Dataset entries:
use std::{
    fmt::{self, Debug},
    iter,
};

use derive_more::Display;
use rand::{Rng, distr::uniform::SampleRange};
use tracing::{debug, debug_span, trace};

use crate::{
    ActivationFunction, DynActivationFunction, DynLossFunction, Error, Layer, LossFunction,
    PrettyPrintLayer, Result, Vector,
};

/// Widths of every layer of a network, input width first, and the activation function shared
/// by all of its layers.
#[derive(Debug, Clone, PartialEq)]
pub struct Topology {
    dimensions: Vec<usize>,
    phi: DynActivationFunction,
}

impl Topology {
    /// `dimensions` must hold at least an input and an output width, none of them zero.
    /// The activation defaults to sigmoid.
    pub fn new(dimensions: impl Into<Vec<usize>>) -> Result<Self> {
        let dimensions = dimensions.into();
        if dimensions.len() < 2 {
            return Err(Error::InvalidInput(format!(
                "a network needs at least 2 dimensions, got {}",
                dimensions.len()
            )));
        }
        if dimensions.contains(&0) {
            return Err(Error::InvalidInput(format!(
                "dimensions must be non-zero, got {dimensions:?}"
            )));
        }
        Ok(Self {
            dimensions,
            phi: DynActivationFunction::default(),
        })
    }

    pub fn with_activation(self, phi: impl ActivationFunction) -> Self {
        self.with_dyn_activation(DynActivationFunction::new(phi))
    }

    pub fn with_dyn_activation(mut self, phi: DynActivationFunction) -> Self {
        self.phi = phi;
        self
    }

    pub fn dimensions(&self) -> &[usize] {
        &self.dimensions
    }

    pub fn phi(&self) -> DynActivationFunction {
        self.phi
    }

    pub fn n_inputs(&self) -> usize {
        self.dimensions[0]
    }

    pub fn n_outputs(&self) -> usize {
        self.dimensions[self.dimensions.len() - 1]
    }

    /// Number of layers, which is one less than the number of dimensions.
    pub fn n_layers(&self) -> usize {
        self.dimensions.len() - 1
    }

    /// `(n_inputs, n_outputs)` of every layer, in order.
    pub fn layer_shapes(&self) -> impl Iterator<Item = (usize, usize)> + '_ {
        self.dimensions.windows(2).map(|pair| (pair[0], pair[1]))
    }
}

/// Outcome of [`NeuralNetwork::test`].
#[derive(Debug, Clone, Copy, PartialEq, Display)]
#[display("{correct}/{total} correct ({:.2}%)", accuracy * 100.0)]
pub struct TestResults {
    pub correct: usize,
    pub total: usize,
    pub accuracy: f32,
}

/// Called after every epoch of [`NeuralNetwork::train`]. Returning `true` stops training.
pub type EpochCallback = Box<dyn FnMut(&mut NeuralNetwork) -> bool>;

/// A multi-layer perceptron.
///
/// Layers communicate through their own buffers: the network copies each layer's output into
/// the next layer's input on the way forward, and each input gradient into the previous
/// layer's output gradient on the way back.
pub struct NeuralNetwork {
    /// Never empty.
    layers: Vec<Layer>,
    loss: DynLossFunction,
    eta: f32,
    on_epoch: Option<EpochCallback>,
    /// Set whenever `on_epoch` is installed or cleared, so that [`NeuralNetwork::train`]
    /// does not put back a callback that removed or replaced itself.
    on_epoch_changed: bool,
}

impl Debug for NeuralNetwork {
    fn fmt(&self, f: &mut fmt::Formatter) -> fmt::Result {
        f.debug_struct("NeuralNetwork")
            .field("layers", &self.layers)
            .field("loss", &self.loss)
            .field("eta", &self.eta)
            .field("on_epoch", &self.on_epoch.is_some())
            .finish()
    }
}

impl NeuralNetwork {
    pub const DEFAULT_ETA: f32 = 0.01;

    /// Builds one randomly initialized layer per pair of consecutive dimensions.
    pub fn new(topology: Topology, rng: &mut impl Rng) -> Result<Self> {
        let layers = topology
            .layer_shapes()
            .map(|(n_inputs, n_outputs)| Layer::new(n_inputs, n_outputs, topology.phi(), rng))
            .collect::<Result<Vec<_>>>()?;
        debug!(
            dimensions = ?topology.dimensions(),
            activation = topology.phi().name(),
            "created network"
        );
        Self::from_layers(layers)
    }

    /// Sigmoid activation, error loss and the default learning rate.
    pub fn with_dimensions(dimensions: &[usize], rng: &mut impl Rng) -> Result<Self> {
        Self::new(Topology::new(dimensions)?, rng)
    }

    /// Assembles a network from existing layers, checking that consecutive layers fit.
    pub fn from_layers(layers: Vec<Layer>) -> Result<Self> {
        if layers.is_empty() {
            return Err(Error::InvalidInput(
                "a network needs at least one layer".to_owned(),
            ));
        }
        for (u, pair) in layers.windows(2).enumerate() {
            if pair[0].n_outputs() != pair[1].n_inputs() {
                return Err(Error::DimensionMismatch(format!(
                    "layer {u} has {} outputs but layer {} has {} inputs",
                    pair[0].n_outputs(),
                    u + 1,
                    pair[1].n_inputs()
                )));
            }
        }
        Ok(Self {
            layers,
            loss: DynLossFunction::default(),
            eta: Self::DEFAULT_ETA,
            on_epoch: None,
            on_epoch_changed: false,
        })
    }

    pub fn with_loss(self, loss: impl LossFunction) -> Self {
        self.with_dyn_loss(DynLossFunction::new(loss))
    }

    pub fn with_dyn_loss(mut self, loss: DynLossFunction) -> Self {
        self.loss = loss;
        self
    }

    /// Sets the learning rate.
    pub fn with_eta(mut self, eta: f32) -> Self {
        self.eta = eta;
        self
    }

    pub fn loss_function(&self) -> DynLossFunction {
        self.loss
    }

    /// The learning rate.
    pub fn eta(&self) -> f32 {
        self.eta
    }

    pub fn set_eta(&mut self, eta: f32) {
        self.eta = eta;
    }

    /// Installs the callback used by [`NeuralNetwork::train`] after every epoch.
    pub fn set_on_epoch(&mut self, on_epoch: impl FnMut(&mut NeuralNetwork) -> bool + 'static) {
        self.on_epoch = Some(Box::new(on_epoch));
        self.on_epoch_changed = true;
    }

    pub fn clear_on_epoch(&mut self) {
        self.on_epoch = None;
        self.on_epoch_changed = true;
    }

    pub fn n_inputs(&self) -> usize {
        self.input_layer().n_inputs()
    }

    pub fn n_outputs(&self) -> usize {
        self.output_layer().n_outputs()
    }

    pub fn n_layers(&self) -> usize {
        self.layers.len()
    }

    pub fn layers(&self) -> &[Layer] {
        &self.layers
    }

    pub fn layer(&self, index: usize) -> Option<&Layer> {
        self.layers.get(index)
    }

    /// Mutable access to one layer. Shapes of a layer cannot change, but its buffers can be
    /// replaced with ones of the wrong length, which the next forward or backward pass
    /// reports.
    pub fn layer_mut(&mut self, index: usize) -> Option<&mut Layer> {
        self.layers.get_mut(index)
    }

    pub fn input_layer(&self) -> &Layer {
        &self.layers[0]
    }

    pub fn output_layer(&self) -> &Layer {
        &self.layers[self.layers.len() - 1]
    }

    /// Output of the last forward pass.
    pub fn output(&self) -> &[f32] {
        self.output_layer().output()
    }

    pub fn randomize_params(&mut self, range: impl SampleRange<f32> + Clone, rng: &mut impl Rng) {
        for layer in &mut self.layers {
            layer.randomize(range.clone(), rng);
        }
    }

    pub fn pretty_print_layer(&self, index: usize) -> Option<PrettyPrintLayer<'_>> {
        let layer = self.layer(index)?;
        Some(PrettyPrintLayer::new(index, layer))
    }

    pub fn forward(&mut self, sample: &[f32]) -> Result<&[f32]> {
        self.layers[0].set_input(sample);
        let mut layers = self.layers.iter_mut().peekable();
        while let Some(layer) = layers.next() {
            layer.forward()?;
            if let Some(next) = layers.peek_mut() {
                next.set_input(layer.output());
            }
        }
        Ok(self.output())
    }

    /// Back propagates `error`, the gradient of the loss with respect to the network output.
    pub fn backward(&mut self, error: &[f32]) -> Result<()> {
        if error.len() != self.n_outputs() {
            return Err(Error::dimension_mismatch(
                "error",
                self.n_outputs(),
                error.len(),
            ));
        }
        let last = self.layers.len() - 1;
        self.layers[last].set_output_grad(error);
        let mut layers = self.layers.iter_mut().rev().peekable();
        while let Some(layer) = layers.next() {
            layer.backward()?;
            if let Some(previous) = layers.peek_mut() {
                previous.set_output_grad(layer.input_grad());
            }
        }
        Ok(())
    }

    /// Writes the one-hot encoding of `label` into `result`, resized to the output width.
    pub fn label_to_vector(&self, label: usize, result: &mut Vec<f32>) -> Result<()> {
        let n_outputs = self.n_outputs();
        result.resize(n_outputs, 0.0);
        if label >= n_outputs {
            return Err(Error::InvalidInput(format!(
                "label {label} too high for output dimension {n_outputs}"
            )));
        }
        bytemuck::fill_zeroes(&mut result[..]);
        result[label] = 1.0;
        Ok(())
    }

    /// Gradient of the configured loss function.
    pub fn gradient(&self, predicted: &[f32], observed: &[f32], result: &mut [f32]) -> Result<()> {
        self.loss.gradient(predicted, observed, result)
    }

    /// Applies the accumulated gradients of every layer.
    pub fn update_weights(&mut self) {
        let eta = self.eta;
        for layer in &mut self.layers {
            layer.update_weights(eta);
        }
    }

    pub fn clear_deltas(&mut self) {
        for layer in &mut self.layers {
            layer.clear_deltas();
        }
    }

    /// Stochastic gradient descent over `samples` in order, one update per sample, for at
    /// most `max_epochs` epochs.
    ///
    /// Runs the callback installed with [`NeuralNetwork::set_on_epoch`], if any, after every
    /// epoch. The callback may replace or clear itself, taking effect after this call. Returns
    /// the number of epochs run.
    pub fn train(&mut self, samples: &[Vector], labels: &[usize], max_epochs: usize) -> Result<usize> {
        let mut on_epoch = self.on_epoch.take();
        self.on_epoch_changed = false;
        let result = self.train_with(samples, labels, max_epochs, |nn: &mut NeuralNetwork| {
            match on_epoch.as_mut() {
                Some(on_epoch) => on_epoch(nn),
                None => false,
            }
        });
        if !self.on_epoch_changed {
            self.on_epoch = on_epoch;
        }
        result
    }

    /// Like [`NeuralNetwork::train`], with `on_epoch` in place of the installed callback.
    pub fn train_with(
        &mut self,
        samples: &[Vector],
        labels: &[usize],
        max_epochs: usize,
        mut on_epoch: impl FnMut(&mut NeuralNetwork) -> bool,
    ) -> Result<usize> {
        check_counts(samples, labels)?;
        let _span = debug_span!("train", n_samples = samples.len(), max_epochs).entered();

        let mut error = vec![0.0; self.n_outputs()];
        let mut expected = vec![0.0; self.n_outputs()];

        for epoch in 0..max_epochs {
            for (sample, &label) in iter::zip(samples, labels) {
                self.forward(sample)?;
                self.label_to_vector(label, &mut expected)?;
                self.gradient(self.output(), &expected, &mut error)?;
                self.backward(&error)?;
                self.update_weights();
            }
            trace!(epoch, "finished epoch");
            if on_epoch(&mut *self) {
                debug!(epochs = epoch + 1, "training stopped by epoch callback");
                return Ok(epoch + 1);
            }
        }
        debug!(epochs = max_epochs, "training finished");
        Ok(max_epochs)
    }

    /// Classifies every sample as the arg-max of the network output and compares it to its
    /// label.
    pub fn test(&mut self, samples: &[Vector], labels: &[usize]) -> Result<TestResults> {
        check_counts(samples, labels)?;
        if samples.is_empty() {
            return Err(Error::InvalidInput("cannot test on an empty dataset".to_owned()));
        }
        let mut correct = 0usize;
        for (sample, &label) in iter::zip(samples, labels) {
            let output = self.forward(sample)?;
            if arg_max(output) == Some(label) {
                correct += 1;
            }
        }
        let total = samples.len();
        Ok(TestResults {
            correct,
            total,
            accuracy: correct as f32 / total as f32,
        })
    }

    /// Sum of the loss of every sample against the one-hot encoding of its label.
    pub fn loss(&mut self, samples: &[Vector], labels: &[usize]) -> Result<f32> {
        check_counts(samples, labels)?;
        let loss = self.loss;
        let mut expected = Vec::with_capacity(self.n_outputs());
        let mut sum = 0.0f32;
        for (sample, &label) in iter::zip(samples, labels) {
            self.label_to_vector(label, &mut expected)?;
            let output = self.forward(sample)?;
            sum += loss.value(output, &expected)?;
        }
        Ok(sum)
    }

    /// [`NeuralNetwork::loss`] divided by the number of samples.
    pub fn loss_mean(&mut self, samples: &[Vector], labels: &[usize]) -> Result<f32> {
        if samples.is_empty() {
            return Err(Error::InvalidInput(
                "cannot average the loss of an empty dataset".to_owned(),
            ));
        }
        Ok(self.loss(samples, labels)? / samples.len() as f32)
    }
}

fn check_counts(samples: &[Vector], labels: &[usize]) -> Result<()> {
    match samples.len() == labels.len() {
        true => Ok(()),
        false => Err(Error::DimensionMismatch(format!(
            "{} samples but {} labels",
            samples.len(),
            labels.len()
        ))),
    }
}

/// Index of the first maximum.
fn arg_max(xs: &[f32]) -> Option<usize> {
    let mut max: Option<(usize, f32)> = None;
    for (i, &x) in xs.iter().enumerate() {
        match max {
            Some((_, m)) if x <= m => {}
            _ => max = Some((i, x)),
        }
    }
    max.map(|(i, _)| i)
}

### Directions
Among the lines of the entries above, count those containing the string "predicted". Write the number alone.

### Answer for this exercise
2